Ohio State University’s College of Education and Human Ecology has recruited some of the nation’s top Black scholars in the field of education to join its faculty in the Fall.
The assembling of this “dream team” which includes scholars such as Drs. Donna Y. Ford, Lori Patton Davis, Stephen John Quaye and Edward Fletcher is part of an aggressive plan by the school’s relatively new dean to diversify the school’s faculty.
Dr. Donald B. Pope-Davis, who has been at OSU less than a year, has largely been the driving force behind the recruitment efforts. Pope-Davis, who is African-American, was previously the dean of the College of Education at New Mexico State University. He has also served in senior-level positions at the University of Notre Dame and DePaul University and has held faculty appointments at the University of Iowa and the University of Maryland.
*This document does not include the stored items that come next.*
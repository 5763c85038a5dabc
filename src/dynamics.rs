// src/dynamics.rs
//
// Learned one-step forward dynamics.
//
// The model approximates `normalized_delta = f(normalized_obs,
// normalized_act)`, where the delta denormalizes to `next_obs - obs`.
// Planning and aggregation only ever see the `DynamicsModel` trait, so
// any regression technique satisfies the contract; the built-in
// implementation is a small fully-connected network trained with Adam
// on minibatches of individual transitions.

use ndarray::{s, Array1, Array2, Axis};
use rand::seq::SliceRandom;
use rand::{Rng, SeedableRng};
use rand_chacha::ChaCha8Rng;

use crate::normalization::NormStats;
use crate::types::{stack_transitions, DataError, Trajectory};

/// Capability interface for a trainable one-step dynamics model.
pub trait DynamicsModel {
    /// Fit on the full cumulative dataset. Minibatches are drawn from
    /// individual transitions across all trajectories, reshuffled each
    /// pass. Returns the per-pass mean loss history for diagnostics.
    fn fit(&mut self, dataset: &[Trajectory]) -> Result<Vec<f64>, DataError>;

    /// Batched next-state prediction: normalize inputs, evaluate, add
    /// the denormalized delta back onto `states`. Parameters are
    /// read-only here. Mismatched dimensions are a programming error.
    fn predict(&self, states: &Array2<f64>, actions: &Array2<f64>) -> Array2<f64>;
}

/// Hyperparameters for the MLP dynamics model.
#[derive(Debug, Clone)]
pub struct MlpConfig {
    /// Number of hidden layers.
    pub n_layers: usize,
    /// Width of each hidden layer.
    pub hidden_size: usize,
    pub learning_rate: f64,
    pub batch_size: usize,
    /// Full passes over the transition set per `fit` call.
    pub passes: usize,
}

impl MlpConfig {
    pub fn from_config(cfg: &crate::config::Config) -> Self {
        Self {
            n_layers: cfg.n_layers,
            hidden_size: cfg.hidden_size,
            learning_rate: cfg.learning_rate,
            batch_size: cfg.batch_size,
            passes: cfg.dynamics_iters,
        }
    }
}

const ADAM_BETA1: f64 = 0.9;
const ADAM_BETA2: f64 = 0.999;
const ADAM_EPS: f64 = 1e-8;

/// One fully-connected layer plus its Adam moment estimates.
struct Layer {
    w: Array2<f64>, // (in, out)
    b: Array1<f64>,
    m_w: Array2<f64>,
    v_w: Array2<f64>,
    m_b: Array1<f64>,
    v_b: Array1<f64>,
}

impl Layer {
    fn new(in_dim: usize, out_dim: usize, rng: &mut ChaCha8Rng) -> Self {
        // Xavier-uniform init.
        let bound = (6.0 / (in_dim + out_dim) as f64).sqrt();
        let w = Array2::from_shape_fn((in_dim, out_dim), |_| rng.gen_range(-bound..=bound));
        Self {
            w,
            b: Array1::zeros(out_dim),
            m_w: Array2::zeros((in_dim, out_dim)),
            v_w: Array2::zeros((in_dim, out_dim)),
            m_b: Array1::zeros(out_dim),
            v_b: Array1::zeros(out_dim),
        }
    }

    /// Adam update with bias correction; `t` is the 1-based global step.
    fn apply_gradients(&mut self, dw: &Array2<f64>, db: &Array1<f64>, lr: f64, t: usize) {
        let bc1 = 1.0 - ADAM_BETA1.powi(t as i32);
        let bc2 = 1.0 - ADAM_BETA2.powi(t as i32);

        self.m_w = &self.m_w * ADAM_BETA1 + dw * (1.0 - ADAM_BETA1);
        self.v_w = &self.v_w * ADAM_BETA2 + &(dw * dw) * (1.0 - ADAM_BETA2);
        let update_w = (&self.m_w / bc1) / ((self.v_w.mapv(f64::sqrt) / bc2.sqrt()) + ADAM_EPS);
        self.w = &self.w - &(update_w * lr);

        self.m_b = &self.m_b * ADAM_BETA1 + db * (1.0 - ADAM_BETA1);
        self.v_b = &self.v_b * ADAM_BETA2 + &(db * db) * (1.0 - ADAM_BETA2);
        let update_b = (&self.m_b / bc1) / ((self.v_b.mapv(f64::sqrt) / bc2.sqrt()) + ADAM_EPS);
        self.b = &self.b - &(update_b * lr);
    }
}

/// Fully-connected dynamics model in normalized delta-space.
pub struct MlpDynamics {
    obs_dim: usize,
    act_dim: usize,
    stats: NormStats,
    cfg: MlpConfig,
    layers: Vec<Layer>,
    /// Global Adam step counter (1-based after the first update).
    step: usize,
    rng: ChaCha8Rng,
}

impl MlpDynamics {
    pub fn new(obs_dim: usize, act_dim: usize, stats: NormStats, cfg: MlpConfig, seed: u64) -> Self {
        assert!(cfg.n_layers >= 1, "network needs at least one hidden layer");
        assert!(cfg.batch_size >= 1, "batch size must be >= 1");

        let mut rng = ChaCha8Rng::seed_from_u64(seed);
        let in_dim = obs_dim + act_dim;

        let mut layers = Vec::with_capacity(cfg.n_layers + 1);
        let mut prev = in_dim;
        for _ in 0..cfg.n_layers {
            layers.push(Layer::new(prev, cfg.hidden_size, &mut rng));
            prev = cfg.hidden_size;
        }
        layers.push(Layer::new(prev, obs_dim, &mut rng));

        Self {
            obs_dim,
            act_dim,
            stats,
            cfg,
            layers,
            step: 0,
            rng,
        }
    }

    /// Concatenate normalized observations and actions into the network
    /// input matrix.
    fn build_input(&self, states: &Array2<f64>, actions: &Array2<f64>) -> Array2<f64> {
        let n = states.nrows();
        let mut x = Array2::zeros((n, self.obs_dim + self.act_dim));
        x.slice_mut(s![.., ..self.obs_dim])
            .assign(&self.stats.normalize_obs(states));
        x.slice_mut(s![.., self.obs_dim..])
            .assign(&self.stats.normalize_act(actions));
        x
    }

    /// Inference-only forward pass.
    fn forward(&self, x: &Array2<f64>) -> Array2<f64> {
        let last = self.layers.len() - 1;
        let mut h = x.clone();
        for (i, layer) in self.layers.iter().enumerate() {
            h = h.dot(&layer.w) + &layer.b;
            if i < last {
                h.mapv_inplace(|v| v.max(0.0));
            }
        }
        h
    }

    /// Forward pass keeping every layer input for backprop.
    /// `acts[0]` is the input batch; `acts[i]` for i >= 1 is the
    /// (post-ReLU) output of layer i-1. Returns the linear output.
    fn forward_cached(&self, x: &Array2<f64>) -> (Vec<Array2<f64>>, Array2<f64>) {
        let last = self.layers.len() - 1;
        let mut acts = Vec::with_capacity(self.layers.len());
        acts.push(x.clone());
        for (i, layer) in self.layers.iter().enumerate().take(last) {
            let mut h = acts[i].dot(&layer.w) + &layer.b;
            h.mapv_inplace(|v| v.max(0.0));
            acts.push(h);
        }
        let out = acts[last].dot(&self.layers[last].w) + &self.layers[last].b;
        (acts, out)
    }

    /// One minibatch SGD step; returns the minibatch MSE.
    fn train_step(&mut self, x: &Array2<f64>, y: &Array2<f64>) -> f64 {
        let (acts, pred) = self.forward_cached(x);

        let n = x.nrows() as f64;
        let d = y.ncols() as f64;
        let err = &pred - y;
        let loss = (&err * &err).mean().unwrap_or(0.0);

        self.step += 1;
        let lr = self.cfg.learning_rate;
        let t = self.step;

        // dL/d(pred) for MSE averaged over batch and output dims.
        let mut delta = err * (2.0 / (n * d));
        for i in (0..self.layers.len()).rev() {
            let dw = acts[i].t().dot(&delta);
            let db = delta.sum_axis(Axis(0));
            if i > 0 {
                // Propagate through the weights, then mask by the ReLU
                // derivative of the layer input (acts[i] is post-ReLU).
                let relu_mask = acts[i].mapv(|v| if v > 0.0 { 1.0 } else { 0.0 });
                delta = delta.dot(&self.layers[i].w.t()) * relu_mask;
            }
            self.layers[i].apply_gradients(&dw, &db, lr, t);
        }

        loss
    }
}

impl DynamicsModel for MlpDynamics {
    fn fit(&mut self, dataset: &[Trajectory]) -> Result<Vec<f64>, DataError> {
        let (obs, act, next_obs) = stack_transitions(dataset)?;
        assert_eq!(obs.ncols(), self.obs_dim, "dataset obs dim mismatch");
        assert_eq!(act.ncols(), self.act_dim, "dataset action dim mismatch");

        let x = self.build_input(&obs, &act);
        let y = self.stats.normalize_delta(&(&next_obs - &obs));
        let n = x.nrows();

        let mut indices: Vec<usize> = (0..n).collect();
        let mut losses = Vec::with_capacity(self.cfg.passes);

        for _ in 0..self.cfg.passes {
            // Reshuffle every pass so minibatch composition is not tied
            // to trajectory order.
            indices.shuffle(&mut self.rng);

            let mut pass_loss = 0.0;
            let mut batches = 0;
            for chunk in indices.chunks(self.cfg.batch_size) {
                let xb = x.select(Axis(0), chunk);
                let yb = y.select(Axis(0), chunk);
                pass_loss += self.train_step(&xb, &yb);
                batches += 1;
            }
            losses.push(pass_loss / batches as f64);
        }

        Ok(losses)
    }

    fn predict(&self, states: &Array2<f64>, actions: &Array2<f64>) -> Array2<f64> {
        assert_eq!(states.ncols(), self.obs_dim, "state dim mismatch");
        assert_eq!(actions.ncols(), self.act_dim, "action dim mismatch");
        assert_eq!(
            states.nrows(),
            actions.nrows(),
            "state/action batch size mismatch"
        );

        let x = self.build_input(states, actions);
        let delta = self.stats.denormalize_delta(&self.forward(&x));
        states + &delta
    }
}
Observers credit Pope-Davis for proactively doing what too many colleges and universities continue to claim is challenging, if not impossible: finding and hiring faculty of color. In fact, sources say that Pope-Davis has committed to target hires and has been outspoken about his desire to move the needle in luring top talent to the university from the day that he arrived on campus.
And while he has already made offers to several well-known researchers, he has also hired 10 underrepresented postdocs, a bold move that signals that the college in particular, and the university is general, is serious in cultivating young scholars of color.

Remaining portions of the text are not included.